WHAT YOU ARE ASKED TO DO: From the entries below, transcribe exactly the lines between the line holding "the same with" and the line holding "within a line", inclusive; skip all other lines.

[Collection entries]

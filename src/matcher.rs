//! Regex matching primitives
//!
//! This module wraps the regex engine behind the two operations the rule
//! machinery needs: leftmost match at-or-after an offset, and the same with
//! a capture group. Matching is always line-local; patterns never see more
//! than one line of text.

use regex::Regex;

/// A matched byte interval within a line
#[derive(Debug, Clone, Copy, PartialEq, Eq)]
pub struct PatternMatch {
    /// Byte offset where the match starts (inclusive)
    pub start: usize,
    /// Byte offset where the match ends (exclusive)
    pub end: usize,
}

impl PatternMatch {
    /// Length of the match in bytes
    pub fn len(&self) -> usize {
        self.end - self.start
    }

    /// Check if the match is empty
    pub fn is_empty(&self) -> bool {
        self.start == self.end
    }
}

/// A compiled line-local pattern
#[derive(Debug)]
pub struct Pattern {
    regex: Regex,
}

impl Pattern {
    /// Compile a pattern
    pub fn new(pattern: &str) -> Result<Self, regex::Error> {
        Regex::new(pattern).map(|regex| Self { regex })
    }

    /// The source text of this pattern
    pub fn as_str(&self) -> &str {
        self.regex.as_str()
    }

    /// Find the leftmost match at or after `from`.
    ///
    /// The search runs over the full line so word-boundary assertions see
    /// the character before `from`. Empty-width matches are reported as no
    /// match; they cannot carry a span and would stall the scan.
    pub fn find_from(&self, text: &str, from: usize) -> Option<PatternMatch> {
        if from > text.len() {
            return None;
        }
        self.regex
            .find_at(text, from)
            .filter(|m| m.end() > m.start())
            .map(|m| PatternMatch {
                start: m.start(),
                end: m.end(),
            })
    }

    /// Find the leftmost match at or after `from`, returning the whole
    /// match and the span of capture group `group`.
    ///
    /// Returns `None` if the pattern does not match or the group did not
    /// participate in the match.
    pub fn find_captured(
        &self,
        text: &str,
        from: usize,
        group: usize,
    ) -> Option<(PatternMatch, PatternMatch)> {
        if from > text.len() {
            return None;
        }
        let caps = self.regex.captures_at(text, from)?;
        let whole = caps.get(0)?;
        if whole.end() == whole.start() {
            return None;
        }
        let captured = caps.get(group)?;
        Some((
            PatternMatch {
                start: whole.start(),
                end: whole.end(),
            },
            PatternMatch {
                start: captured.start(),
                end: captured.end(),
            },
        ))
    }
}

/// The word-boundary assertion used by keyword and identifier rules.
///
/// Rule definitions use this instead of writing the assertion inline so the
/// boundary semantic ("beginning/end of an identifier-like run") stays in
/// one place per platform.
pub const fn word_boundary() -> &'static str {
    r"\b"
}

/// Build a single bounded alternation matching any word in `words`.
///
/// Words are escaped literally and sorted longest first: the regex engine
/// prefers the leftmost alternative, so "in" before "instanceof" would
/// otherwise split the longer keyword.
pub fn keyword_pattern<S: AsRef<str>>(words: &[S]) -> String {
    let mut words: Vec<&str> = words.iter().map(|w| w.as_ref()).collect();
    words.sort_by(|a, b| b.len().cmp(&a.len()).then(a.cmp(b)));
    let body = words
        .iter()
        .map(|w| regex::escape(w))
        .collect::<Vec<_>>()
        .join("|");
    format!("{b}(?:{body}){b}", b = word_boundary())
}

#[cfg(test)]
mod tests {
    use super::*;

    #[test]
    fn test_find_from() {
        let pattern = Pattern::new(r"\d+").unwrap();
        assert_eq!(
            pattern.find_from("abc 123 def", 0),
            Some(PatternMatch { start: 4, end: 7 })
        );
        assert_eq!(
            pattern.find_from("abc 123 def", 5),
            Some(PatternMatch { start: 5, end: 7 })
        );
        assert_eq!(pattern.find_from("no numbers", 0), None);
        assert_eq!(pattern.find_from("123", 10), None);
    }

    #[test]
    fn test_find_from_sees_preceding_text() {
        // The boundary assertion must consider the character before the
        // search offset, not treat the offset as start of text.
        let pattern = Pattern::new(r"\bin\b").unwrap();
        assert_eq!(pattern.find_from("xin", 1), None);
        assert_eq!(
            pattern.find_from("x in", 1),
            Some(PatternMatch { start: 2, end: 4 })
        );
    }

    #[test]
    fn test_empty_match_is_none() {
        let pattern = Pattern::new(r"x*").unwrap();
        assert_eq!(pattern.find_from("aaa", 0), None);
    }

    #[test]
    fn test_find_captured() {
        let pattern = Pattern::new(r"\b(\w+)\(").unwrap();
        let (whole, group) = pattern.find_captured("foo(1)", 0, 1).unwrap();
        assert_eq!(whole, PatternMatch { start: 0, end: 4 });
        assert_eq!(group, PatternMatch { start: 0, end: 3 });
    }

    #[test]
    fn test_keyword_pattern_prefers_longest() {
        let pattern = Pattern::new(&keyword_pattern(&["in", "instanceof"])).unwrap();
        assert_eq!(
            pattern.find_from("a instanceof b", 0),
            Some(PatternMatch { start: 2, end: 12 })
        );
        assert_eq!(
            pattern.find_from("a in b", 0),
            Some(PatternMatch { start: 2, end: 4 })
        );
    }

    #[test]
    fn test_keyword_pattern_word_isolation() {
        let pattern = Pattern::new(&keyword_pattern(&["in"])).unwrap();
        assert_eq!(pattern.find_from("int string", 0), None);
        assert_eq!(
            pattern.find_from("for x in xs", 0),
            Some(PatternMatch { start: 6, end: 8 })
        );
    }

    #[test]
    fn test_keyword_pattern_escapes_metacharacters() {
        let pattern = Pattern::new(&keyword_pattern(&["a.b"])).unwrap();
        assert!(pattern.find_from("use a.b here", 0).is_some());
        assert_eq!(pattern.find_from("use aXb here", 0), None);
    }
}
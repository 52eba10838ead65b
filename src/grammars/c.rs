//! C grammar definition

use crate::error::Result;
use crate::rules::{RangeDef, ScopeDef};
use crate::style::{Color, Style};
use crate::table::RuleTable;

const KEYWORDS: &[&str] = &[
    "auto", "break", "case", "const", "continue", "default", "do", "else", "enum", "extern",
    "for", "goto", "if", "inline", "register", "restrict", "return", "sizeof", "static",
    "struct", "switch", "typedef", "union", "volatile", "while", "_Alignas", "_Alignof",
    "_Atomic", "_Generic", "_Noreturn", "_Static_assert", "_Thread_local",
];

const TYPENAMES: &[&str] = &[
    "char", "double", "float", "int", "long", "short", "signed", "unsigned", "void", "_Bool",
    "_Complex", "_Imaginary", "size_t", "ptrdiff_t", "intptr_t", "uintptr_t", "int8_t",
    "int16_t", "int32_t", "int64_t", "uint8_t", "uint16_t", "uint32_t", "uint64_t", "FILE",
];

const CONSTANTS: &[&str] = &["NULL", "EOF", "stdin", "stdout", "stderr", "true", "false"];

/// Create the C rule table
pub fn c() -> Result<RuleTable> {
    RuleTable::compile(vec![
        ScopeDef::new("comment", Style::fg(Color::BrightBlack).with_italic())
            .range(RangeDef::new(r"/\*", r"\*/"))
            .token(r"//.*"),
        ScopeDef::new("string", Style::fg(Color::Green))
            .range(RangeDef::new("\"", "\"").skip(r"\\.").one_line()),
        ScopeDef::new("char", Style::fg(Color::Green)).token(r"'(?:[^'\\]|\\.)'"),
        ScopeDef::new("preprocessor", Style::fg(Color::BrightMagenta)).token(r"^\s*#\s*\w+"),
        ScopeDef::new("call", Style::fg(Color::Blue)).token_capture(r"\b([A-Za-z_]\w*)\(", 1),
        ScopeDef::new("keyword", Style::fg(Color::Magenta).with_bold()).keywords(KEYWORDS),
        ScopeDef::new("type", Style::fg(Color::Yellow)).keywords(TYPENAMES),
        ScopeDef::new("constant", Style::fg(Color::BrightRed)).keywords(CONSTANTS),
        ScopeDef::new("number", Style::fg(Color::Cyan))
            .token(r"\b0[xX][0-9a-fA-F]+[uUlL]*\b")
            .token(r"\b\d+\.\d*(?:[eE][+-]?\d+)?[fFlL]?\b")
            .token(r"\b\d+[uUlL]*\b"),
    ])
}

OUTPUT:
//! machinery needs: leftmost match at-or-after an offset, and the same with
//! a capture group. Matching is always line-local; patterns never see more
//! than one line of text.

use regex::Regex;

/// A matched byte interval within a line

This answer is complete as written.